To surmount this issue and bring water photolysis onto an industrial scale, Oxford researchers have discovered that irradiation of a nitrogen-doped titanium oxide photocatalyst with visible light at elevated temperatures and pressure compared to conventional methods significantly improves the rate and efficiency of hydrogen evolution. This invention has significant implications for the development of many other green technologies and is not limited to the valuable generation of hydrogen fuel.

Background

As the pressures of climate change continue to grow, the reliance upon renewable energy sources that do not come from fossil fuels or generate CO2 becomes increasingly important. Hydrogen is one source, when burned with oxygen that yields significant amounts of energy and water as a by-product. However, molecular hydrogen is very scarce and must be obtained from other sources.

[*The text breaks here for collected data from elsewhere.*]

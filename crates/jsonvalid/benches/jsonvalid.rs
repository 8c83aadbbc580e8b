use criterion::{criterion_group, criterion_main, BatchSize, BenchmarkId, Criterion};
use serde_json::{json, Value};

fn schemas() -> [(&'static str, Value, Value); 3] {
    [
        (
            "object",
            json!({
                "type": "object",
                "properties": {
                    "name": {"type": "string", "required": true, "minLength": 1},
                    "age": {"type": "integer", "minimum": 0, "maximum": 150},
                    "email": {"type": "string", "format": "email"},
                    "tags": {"type": "array", "items": {"type": "string"}, "uniqueItems": true}
                },
                "additionalProperties": false
            }),
            json!({"name": "alice", "age": 30, "email": "alice@example.com", "tags": ["a", "b"]}),
        ),
        (
            "recursive",
            json!({
                "type": "object",
                "properties": {
                    "value": {"type": "number"},
                    "children": {"type": "array", "items": {"$ref": "#"}}
                }
            }),
            json!({"value": 1, "children": [
                {"value": 2, "children": [{"value": 3}, {"value": 4}]},
                {"value": 5, "children": []}
            ]}),
        ),
        (
            "combinators",
            json!({
                "anyOf": [{"type": "string"}, {"type": "number", "multipleOf": 0.01}],
                "not": {"enum": [0]}
            }),
            json!(12.34),
        ),
    ]
}

fn bench_build(c: &mut Criterion) {
    let mut group = c.benchmark_group("build");
    for (name, schema, _) in &schemas() {
        group.bench_with_input(BenchmarkId::from_parameter(name), schema, |b, schema| {
            b.iter(|| jsonvalid::validator_for(schema).expect("Invalid schema"));
        });
    }
    group.finish();
}

fn bench_validation(c: &mut Criterion) {
    let mut group = c.benchmark_group("validation");
    for (name, schema, instance) in &schemas() {
        let validator = jsonvalid::validator_for(schema).expect("Invalid schema");
        group.bench_with_input(BenchmarkId::new("is_valid", name), instance, |b, instance| {
            b.iter(|| validator.is_valid(instance));
        });
        group.bench_with_input(BenchmarkId::new("validate", name), instance, |b, instance| {
            b.iter(|| validator.validate(instance));
        });
    }
    group.finish();
}

fn bench_filter(c: &mut Criterion) {
    let (_, schema, _) = &schemas()[0];
    let validator = jsonvalid::options()
        .should_filter(true)
        .build(schema)
        .expect("Invalid schema");
    let instance = json!({"name": "alice", "age": 30, "token": "secret", "extra": [1, 2, 3]});
    c.bench_function("filter", |b| {
        b.iter_batched(
            || instance.clone(),
            |mut instance| {
                let _ = validator.validate_mut(&mut instance);
                instance
            },
            BatchSize::SmallInput,
        );
    });
}

criterion_group!(benches, bench_build, bench_validation, bench_filter);
criterion_main!(benches);
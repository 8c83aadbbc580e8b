use serde_json::json;

#[test]
fn value_and_type() {
    let validator = jsonvalid::options()
        .verbose(true)
        .build(&json!({
            "required": true,
            "type": "object",
            "properties": {"hello": {"required": true, "type": "string"}}
        }))
        .expect("Invalid schema");
    assert!(validator.is_valid(&json!({"hello": "string"})));
    let errors = validator
        .validate(&json!({"hello": 100}))
        .expect_err("Should fail");
    assert_eq!(errors[0].value, Some(json!(100)));
    assert_eq!(errors[0].expected_type, Some(json!("string")));
    assert_eq!(
        errors[0].schema_path.as_ref().map(|path| path.as_str()),
        Some("/properties/hello/type")
    );
}

#[test]
fn additional_property_path() {
    let validator = jsonvalid::options()
        .verbose(true)
        .build(&json!({"type": "object", "additionalProperties": false}))
        .expect("Invalid schema");
    assert!(validator.is_valid(&json!({})));
    let errors = validator.validate(&json!({"foo": "bar"})).expect_err("Should fail");
    assert_eq!(errors[0].value, Some(json!("data.foo")));
    assert_eq!(errors[0].expected_type, Some(json!("object")));
}

#[test]
fn nested_additional_property_path() {
    let validator = jsonvalid::options()
        .verbose(true)
        .build(&json!({
            "type": "object",
            "required": true,
            "additionalProperties": false,
            "properties": {
                "foo": {"type": "string"},
                "hello world": {
                    "type": "object",
                    "required": true,
                    "additionalProperties": false,
                    "properties": {"foo": {"type": "string"}}
                }
            }
        }))
        .expect("Invalid schema");
    let errors = validator
        .validate(&json!({"hello world": {"bar": "string"}}))
        .expect_err("Should fail");
    assert_eq!(errors[0].value, Some(json!("data[\"hello world\"].bar")));
}

#[test]
fn missing_value_has_no_value() {
    let validator = jsonvalid::options()
        .verbose(true)
        .build(&json!({"properties": {"a": {"type": "string", "required": true}}}))
        .expect("Invalid schema");
    let errors = validator.validate(&json!({})).expect_err("Should fail");
    assert_eq!(errors[0].value, None);
    assert_eq!(errors[0].expected_type, Some(json!("string")));
    assert_eq!(
        serde_json::to_value(&errors[0]).expect("Serializable"),
        json!({
            "field": "data.a",
            "message": "is required",
            "type": "string",
            "schemaPath": "/properties/a/required"
        })
    );
}

#[test]
fn plain_mode_has_no_details() {
    let errors = jsonvalid::validate(&json!({"type": "string"}), &json!(1)).expect_err("Should fail");
    assert_eq!(errors[0].value, None);
    assert_eq!(errors[0].expected_type, None);
    assert!(errors[0].schema_path.is_none());
}
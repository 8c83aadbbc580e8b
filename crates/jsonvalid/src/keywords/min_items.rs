use serde_json::{Map, Value};

use crate::{
    accumulator::Offending,
    compiler,
    error::ViolationKind,
    keywords::{helpers, CompilationResult},
    paths::{LazyLocation, Location},
    validator::{Validate, ValidationContext},
};

pub(crate) struct MinItemsValidator {
    limit: u64,
    location: Location,
}

impl MinItemsValidator {
    #[inline]
    pub(crate) fn compile(ctx: &compiler::Context, schema: &Value) -> CompilationResult {
        let limit = helpers::compile_size(ctx, "minItems", schema)?;
        Ok(Box::new(MinItemsValidator {
            limit,
            location: ctx.location().join("minItems"),
        }))
    }
}

impl Validate for MinItemsValidator {
    fn validate<'s>(
        &'s self,
        instance: &Value,
        location: &LazyLocation,
        ctx: &mut ValidationContext<'s>,
    ) {
        if let Value::Array(items) = instance {
            if (items.len() as u64) < self.limit {
                ctx.report(
                    location,
                    ViolationKind::MinItems,
                    Offending::Value(instance),
                    &self.location,
                );
            }
        }
    }
}

#[inline]
pub(crate) fn compile<'a>(
    ctx: &compiler::Context<'a>,
    _: &'a Map<String, Value>,
    schema: &'a Value,
) -> Option<CompilationResult> {
    Some(MinItemsValidator::compile(ctx, schema))
}
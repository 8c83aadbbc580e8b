use std::sync::Arc;

use fancy_regex::Regex;
use serde_json::{Map, Value};

use crate::{
    compiler,
    keywords::{helpers, CompilationResult},
    node::SchemaNode,
    paths::LazyLocation,
    regex,
    validator::{Validate, ValidationContext},
};

pub(crate) struct PatternPropertiesValidator {
    patterns: Vec<(Arc<Regex>, SchemaNode)>,
}

impl PatternPropertiesValidator {
    #[inline]
    pub(crate) fn compile<'a>(
        ctx: &compiler::Context<'a>,
        map: &'a Map<String, Value>,
    ) -> CompilationResult {
        let ctx = ctx.new_at_location("patternProperties");
        let mut patterns = Vec::with_capacity(map.len());
        for (pattern, subschema) in map {
            let ctx = ctx.new_at_location(pattern);
            let regex = ctx.get_or_compile_regex(pattern, ctx.location())?;
            patterns.push((regex, compiler::compile(&ctx, subschema)?));
        }
        Ok(Box::new(PatternPropertiesValidator { patterns }))
    }
}

impl Validate for PatternPropertiesValidator {
    fn validate<'s>(
        &'s self,
        instance: &Value,
        location: &LazyLocation,
        ctx: &mut ValidationContext<'s>,
    ) {
        if let Value::Object(map) = instance {
            for (key, value) in map {
                for (regex, node) in &self.patterns {
                    if regex::is_match(regex, key) {
                        node.validate(value, &location.push(key), ctx);
                    }
                }
            }
        }
    }

    fn apply<'s>(
        &'s self,
        instance: &mut Value,
        location: &LazyLocation,
        ctx: &mut ValidationContext<'s>,
    ) {
        if let Value::Object(map) = instance {
            for (key, value) in map.iter_mut() {
                for (regex, node) in &self.patterns {
                    if regex::is_match(regex, key) {
                        node.apply(value, &location.push(key), ctx);
                    }
                }
            }
        }
    }
}

#[inline]
pub(crate) fn compile<'a>(
    ctx: &compiler::Context<'a>,
    _: &'a Map<String, Value>,
    schema: &'a Value,
) -> Option<CompilationResult> {
    match schema {
        Value::Object(map) if map.is_empty() => None,
        Value::Object(map) => Some(PatternPropertiesValidator::compile(ctx, map)),
        _ => Some(Err(helpers::invalid(ctx, "patternProperties", "an object"))),
    }
}

#[cfg(test)]
mod tests {
    use crate::tests_util;
    use serde_json::json;

    #[test]
    fn matching_keys() {
        let schema = json!({"patternProperties": {"^s_": {"type": "string"}, "n$": {"type": "number"}}});
        tests_util::is_valid(&schema, &json!({"s_a": "x", "bn": 1, "other": null}));
        tests_util::expect_errors(
            &schema,
            &json!({"s_n": true}),
            &["data.s_n is the wrong type", "data.s_n is the wrong type"],
        );
    }

    #[test]
    fn location() {
        tests_util::assert_schema_location(
            &json!({"patternProperties": {"^a": {"type": "string"}}}),
            &json!({"ab": 1}),
            "/patternProperties/^a/type",
        );
    }
}
use serde_json::{Map, Value};

use crate::{
    accumulator::Offending,
    compiler,
    error::ViolationKind,
    keywords::{helpers, CompilationResult},
    node::SchemaNode,
    paths::{LazyLocation, Location},
    validator::{Validate, ValidationContext},
};

pub(crate) struct OneOfValidator {
    schemas: Vec<SchemaNode>,
    location: Location,
}

impl OneOfValidator {
    #[inline]
    pub(crate) fn compile<'a>(ctx: &compiler::Context<'a>, items: &'a [Value]) -> CompilationResult {
        let ctx = ctx.new_at_location("oneOf");
        let mut schemas = Vec::with_capacity(items.len());
        for (idx, item) in items.iter().enumerate() {
            schemas.push(compiler::compile(&ctx.new_at_location(idx), item)?);
        }
        Ok(Box::new(OneOfValidator {
            schemas,
            location: ctx.location().clone(),
        }))
    }
}

impl Validate for OneOfValidator {
    fn validate<'s>(
        &'s self,
        instance: &Value,
        location: &LazyLocation,
        ctx: &mut ValidationContext<'s>,
    ) {
        let mut passes = 0_usize;
        for node in &self.schemas {
            if node.is_valid(instance, ctx) {
                passes += 1;
            }
        }
        if passes != 1 {
            ctx.report(
                location,
                ViolationKind::OneOf,
                Offending::Value(instance),
                &self.location,
            );
        }
    }
}

#[inline]
pub(crate) fn compile<'a>(
    ctx: &compiler::Context<'a>,
    _: &'a Map<String, Value>,
    schema: &'a Value,
) -> Option<CompilationResult> {
    match schema {
        Value::Array(items) if items.is_empty() => None,
        Value::Array(items) => Some(OneOfValidator::compile(ctx, items)),
        _ => Some(Err(helpers::invalid(ctx, "oneOf", "an array"))),
    }
}

#[cfg(test)]
mod tests {
    use crate::tests_util;
    use serde_json::{json, Value};
    use test_case::test_case;

    fn schema() -> Value {
        json!({"oneOf": [{"type": "integer"}, {"minimum": 2}]})
    }

    #[test_case(&json!(1))]
    #[test_case(&json!(2.5))]
    fn exactly_one(instance: &Value) {
        tests_util::is_valid(&schema(), instance);
    }

    #[test_case(&json!(3); "both")]
    #[test_case(&json!(1.5); "neither")]
    fn not_exactly_one(instance: &Value) {
        tests_util::expect_errors(&schema(), instance, &["data no (or more than one) schemas match"]);
    }

    #[test]
    fn location() {
        tests_util::assert_schema_location(&schema(), &json!(3), "/oneOf");
    }
}
use serde_json::Value;

#[track_caller]
pub(crate) fn is_valid(schema: &Value, instance: &Value) {
    let validator = crate::validator_for(schema).expect("Invalid schema");
    assert!(
        validator.is_valid(instance),
        "{instance} should be valid (via is_valid)"
    );
    assert!(
        validator.validate(instance).is_ok(),
        "{instance} should be valid (via validate)"
    );
}

#[track_caller]
pub(crate) fn is_not_valid(schema: &Value, instance: &Value) {
    let validator = crate::validator_for(schema).expect("Invalid schema");
    assert!(
        !validator.is_valid(instance),
        "{instance} should not be valid (via is_valid)"
    );
    assert!(
        validator.validate(instance).is_err(),
        "{instance} should not be valid (via validate)"
    );
}

/// Check the rendered violations, in order.
#[track_caller]
pub(crate) fn expect_errors(schema: &Value, instance: &Value, expected: &[&str]) {
    is_not_valid(schema, instance);
    let validator = crate::validator_for(schema).expect("Invalid schema");
    let errors = validator.validate(instance).expect_err("Should fail");
    let messages = errors.iter().map(ToString::to_string).collect::<Vec<_>>();
    assert_eq!(messages, expected);
}

/// Check the schema path of the first violation.
#[track_caller]
pub(crate) fn assert_schema_location(schema: &Value, instance: &Value, expected: &str) {
    let validator = crate::options()
        .verbose(true)
        .build(schema)
        .expect("Invalid schema");
    let errors = validator.validate(instance).expect_err("Should fail");
    let location = errors[0]
        .schema_path
        .as_ref()
        .expect("Verbose violations carry a schema path");
    assert_eq!(location.as_str(), expected);
}
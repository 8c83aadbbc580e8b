use serde_json::{Map, Value};

use crate::{
    accumulator::Offending,
    compiler,
    error::ViolationKind,
    keywords::{helpers, CompilationResult},
    paths::{LazyLocation, Location},
    validator::{Validate, ValidationContext},
};

pub(crate) struct MaxPropertiesValidator {
    limit: u64,
    location: Location,
}

impl MaxPropertiesValidator {
    #[inline]
    pub(crate) fn compile(ctx: &compiler::Context, schema: &Value) -> CompilationResult {
        let limit = helpers::compile_size(ctx, "maxProperties", schema)?;
        Ok(Box::new(MaxPropertiesValidator {
            limit,
            location: ctx.location().join("maxProperties"),
        }))
    }
}

impl Validate for MaxPropertiesValidator {
    fn validate<'s>(
        &'s self,
        instance: &Value,
        location: &LazyLocation,
        ctx: &mut ValidationContext<'s>,
    ) {
        if let Value::Object(map) = instance {
            if (map.len() as u64) > self.limit {
                ctx.report(
                    location,
                    ViolationKind::MaxProperties,
                    Offending::Value(instance),
                    &self.location,
                );
            }
        }
    }
}

#[inline]
pub(crate) fn compile<'a>(
    ctx: &compiler::Context<'a>,
    _: &'a Map<String, Value>,
    schema: &'a Value,
) -> Option<CompilationResult> {
    Some(MaxPropertiesValidator::compile(ctx, schema))
}
use serde_json::{Map, Value};

use crate::{
    accumulator::Offending,
    compiler,
    error::ViolationKind,
    ext::cmp,
    keywords::{helpers, CompilationResult},
    paths::{LazyLocation, Location},
    validator::{Validate, ValidationContext},
};

pub(crate) struct EnumValidator {
    options: Vec<Value>,
    location: Location,
}

impl EnumValidator {
    #[inline]
    pub(crate) fn compile(items: &[Value], location: Location) -> CompilationResult {
        Ok(Box::new(EnumValidator {
            options: items.to_vec(),
            location,
        }))
    }
}

impl Validate for EnumValidator {
    fn validate<'s>(
        &'s self,
        instance: &Value,
        location: &LazyLocation,
        ctx: &mut ValidationContext<'s>,
    ) {
        if !self.options.iter().any(|option| cmp::equal(instance, option)) {
            ctx.report(
                location,
                ViolationKind::Enum,
                Offending::Value(instance),
                &self.location,
            );
        }
    }
}

#[inline]
pub(crate) fn compile<'a>(
    ctx: &compiler::Context<'a>,
    _: &'a Map<String, Value>,
    schema: &'a Value,
) -> Option<CompilationResult> {
    match schema {
        // An empty list places no constraint
        Value::Array(items) if items.is_empty() => None,
        Value::Array(items) => Some(EnumValidator::compile(
            items,
            ctx.location().join("enum"),
        )),
        _ => Some(Err(helpers::invalid(ctx, "enum", "an array"))),
    }
}
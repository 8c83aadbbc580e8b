use serde_json::{Map, Value};

use crate::{
    accumulator::Offending,
    compiler::{self, SubroutineId},
    error::ViolationKind,
    keywords::{helpers, CompilationResult},
    paths::{LazyLocation, Location},
    validator::{Validate, ValidationContext},
};

/// `$ref` to a compiled subroutine.
///
/// The target's own violations are not kept, a mismatch is reported once at this location.
pub(crate) struct RefValidator {
    id: SubroutineId,
    location: Location,
}

impl RefValidator {
    #[inline]
    pub(crate) fn compile(ctx: &compiler::Context, reference: &str) -> Option<CompilationResult> {
        match ctx.compile_reference(reference) {
            Ok(Some(id)) => Some(Ok(Box::new(RefValidator {
                id,
                location: ctx.location().join("$ref"),
            }))),
            Ok(None) => None,
            Err(error) => Some(Err(error)),
        }
    }
}

impl Validate for RefValidator {
    fn validate<'s>(
        &'s self,
        instance: &Value,
        location: &LazyLocation,
        ctx: &mut ValidationContext<'s>,
    ) {
        let Some(node) = ctx.subroutine(self.id) else {
            return;
        };
        if !ctx.enter_subroutine(self.id, instance) {
            return;
        }
        let passed = ctx.probe(|ctx| node.validate(instance, location, ctx));
        ctx.leave_subroutine(self.id, instance);
        if !passed {
            ctx.report(
                location,
                ViolationKind::Reference,
                Offending::Value(instance),
                &self.location,
            );
        }
    }

    fn apply<'s>(
        &'s self,
        instance: &mut Value,
        location: &LazyLocation,
        ctx: &mut ValidationContext<'s>,
    ) {
        let Some(node) = ctx.subroutine(self.id) else {
            return;
        };
        if !ctx.enter_subroutine(self.id, instance) {
            return;
        }
        let passed = ctx.probe(|ctx| node.apply(instance, location, ctx));
        ctx.leave_subroutine(self.id, instance);
        if !passed {
            ctx.report(
                location,
                ViolationKind::Reference,
                Offending::Value(instance),
                &self.location,
            );
        }
    }
}

#[inline]
pub(crate) fn compile<'a>(
    ctx: &compiler::Context<'a>,
    _: &'a Map<String, Value>,
    schema: &'a Value,
) -> Option<CompilationResult> {
    match schema {
        Value::String(reference) => RefValidator::compile(ctx, reference),
        _ => Some(Err(helpers::invalid(ctx, "$ref", "a string"))),
    }
}

#[cfg(test)]
mod tests {
    use crate::tests_util;
    use serde_json::{json, Value};
    use test_case::test_case;

    fn recursive() -> Value {
        json!({
            "type": "object",
            "properties": {
                "name": {"type": "string"},
                "children": {"type": "array", "items": {"$ref": "#"}}
            }
        })
    }

    #[test]
    fn recursive_valid() {
        tests_util::is_valid(
            &recursive(),
            &json!({"name": "a", "children": [{"name": "b", "children": [{"name": "c"}]}]}),
        );
    }

    #[test]
    fn recursive_invalid() {
        tests_util::expect_errors(
            &recursive(),
            &json!({"name": "a", "children": [{"name": "b", "children": [{"name": 1}]}]}),
            &["data.children[0] referenced schema does not match"],
        );
    }

    #[test_case(&json!({"definitions": {"s": {"type": "string"}}, "$ref": "#/definitions/s"}), &json!(1))]
    #[test_case(&json!({"definitions": {"s": {"id": "#s", "type": "string"}}, "$ref": "#s"}), &json!(1); "by id")]
    fn reports_once(schema: &Value, instance: &Value) {
        tests_util::expect_errors(schema, instance, &["data referenced schema does not match"]);
    }

    #[test]
    fn unresolvable_is_ignored() {
        tests_util::is_valid(&json!({"$ref": "#/definitions/missing", "type": "string"}), &json!("x"));
    }

    #[test_case(&json!({"definitions": {"x": "string"}, "properties": {"a": {"$ref": "#/definitions/x"}}}); "string")]
    #[test_case(&json!({"definitions": {"x": 5}, "properties": {"a": {"$ref": "#/definitions/x"}}}); "number")]
    #[test_case(&json!({"required": ["a"], "properties": {"a": {"$ref": "#/required"}}}); "array")]
    fn non_schema_target_is_ignored(schema: &Value) {
        tests_util::is_valid(schema, &json!({"a": 1}));
    }

    #[test]
    fn self_cycle_terminates() {
        let schema = json!({"definitions": {"a": {"$ref": "#/definitions/a"}}, "$ref": "#/definitions/a"});
        tests_util::is_valid(&schema, &json!(1));
    }

    #[test]
    fn location() {
        tests_util::assert_schema_location(
            &json!({"definitions": {"s": {"type": "string"}}, "$ref": "#/definitions/s"}),
            &json!(1),
            "/$ref",
        );
    }
}
//! `format` checks, resolved by name against user formats first and built-ins second.
use std::sync::Arc;

use fancy_regex::Regex;
use serde_json::Value;

use crate::{
    accumulator::Offending,
    compiler::{self, SubroutineId},
    error::ViolationKind,
    formats::{self, Format},
    keywords::{helpers, CompilationResult},
    paths::{LazyLocation, Location},
    regex,
    validator::{Validate, ValidationContext},
    SchemaError,
};

enum StringCheck {
    Builtin(fn(&str) -> bool),
    Predicate(Arc<dyn Fn(&str) -> bool + Send + Sync>),
    Pattern(Arc<Regex>),
}

impl StringCheck {
    #[inline]
    fn is_valid(&self, value: &str) -> bool {
        match self {
            StringCheck::Builtin(check) => check(value),
            StringCheck::Predicate(check) => check(value),
            StringCheck::Pattern(regex) => regex::is_match(regex, value),
        }
    }
}

/// A format checked on strings only.
pub(crate) struct FormatValidator {
    name: String,
    check: StringCheck,
    location: Location,
}

impl Validate for FormatValidator {
    fn validate<'s>(
        &'s self,
        instance: &Value,
        location: &LazyLocation,
        ctx: &mut ValidationContext<'s>,
    ) {
        if let Value::String(item) = instance {
            if !self.check.is_valid(item) {
                ctx.report(
                    location,
                    ViolationKind::Format(self.name.clone()),
                    Offending::Value(instance),
                    &self.location,
                );
            }
        }
    }
}

/// A format defined as a schema. Its violations are reported as they are.
pub(crate) struct FormatSchemaValidator {
    id: SubroutineId,
}

impl Validate for FormatSchemaValidator {
    fn validate<'s>(
        &'s self,
        instance: &Value,
        location: &LazyLocation,
        ctx: &mut ValidationContext<'s>,
    ) {
        let Some(node) = ctx.subroutine(self.id) else {
            return;
        };
        if ctx.enter_subroutine(self.id, instance) {
            node.validate(instance, location, ctx);
            ctx.leave_subroutine(self.id, instance);
        }
    }

    fn apply<'s>(
        &'s self,
        instance: &mut Value,
        location: &LazyLocation,
        ctx: &mut ValidationContext<'s>,
    ) {
        let Some(node) = ctx.subroutine(self.id) else {
            return;
        };
        if ctx.enter_subroutine(self.id, instance) {
            node.apply(instance, location, ctx);
            ctx.leave_subroutine(self.id, instance);
        }
    }
}

#[inline]
pub(crate) fn compile<'a>(ctx: &compiler::Context<'a>, schema: &'a Value) -> CompilationResult {
    let Value::String(name) = schema else {
        return Err(helpers::invalid(ctx, "format", "a string"));
    };
    let location = ctx.location().join("format");
    let check = match ctx.config().formats.get(name) {
        Some(Format::Schema(definition)) => {
            let id = ctx.compile_format_schema(name, definition)?;
            return Ok(Box::new(FormatSchemaValidator { id }));
        }
        Some(Format::Predicate(check)) => StringCheck::Predicate(Arc::clone(check)),
        Some(Format::Pattern(pattern)) => {
            StringCheck::Pattern(ctx.get_or_compile_regex(&regex::anchored(pattern), &location)?)
        }
        None => match formats::builtin(name) {
            Some(check) => StringCheck::Builtin(check),
            None => return Err(SchemaError::unrecognized_format(location, name)),
        },
    };
    Ok(Box::new(FormatValidator {
        name: name.clone(),
        check,
        location,
    }))
}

A huge amount of hydrogen is contained in water, although its extraction from water is non-trivial; photocatalytic splitting of water to yield hydrogen (and oxygen) has not yet proven efficient enough for large-scale hydrogen production and efforts have been focused on the development of photocatalyst with dopants and or co-catalysts.

The invention

Oxford researchers have discovered and developed a novel method to increase both rate and efficiencies in the production of hydrogen from photocatalytic splitting of water.

The methodology consists of irradiating a doped titanium-based photocatalyst with visible light specifically at certain temperatures and pressures, thus leading to:

  • Rates that are >50x higher that of conventional methods
  • Effiencies >70%

This discovery opens up the technology to industrial application with many other potential uses e.g. the recycling of CO2 to methanol and green ammonia synthesis.

Commercialisation

Oxford University Innovation is currently seeking to license this technology for purposes of development and commercialisation. The method is the subject of a priority patent application.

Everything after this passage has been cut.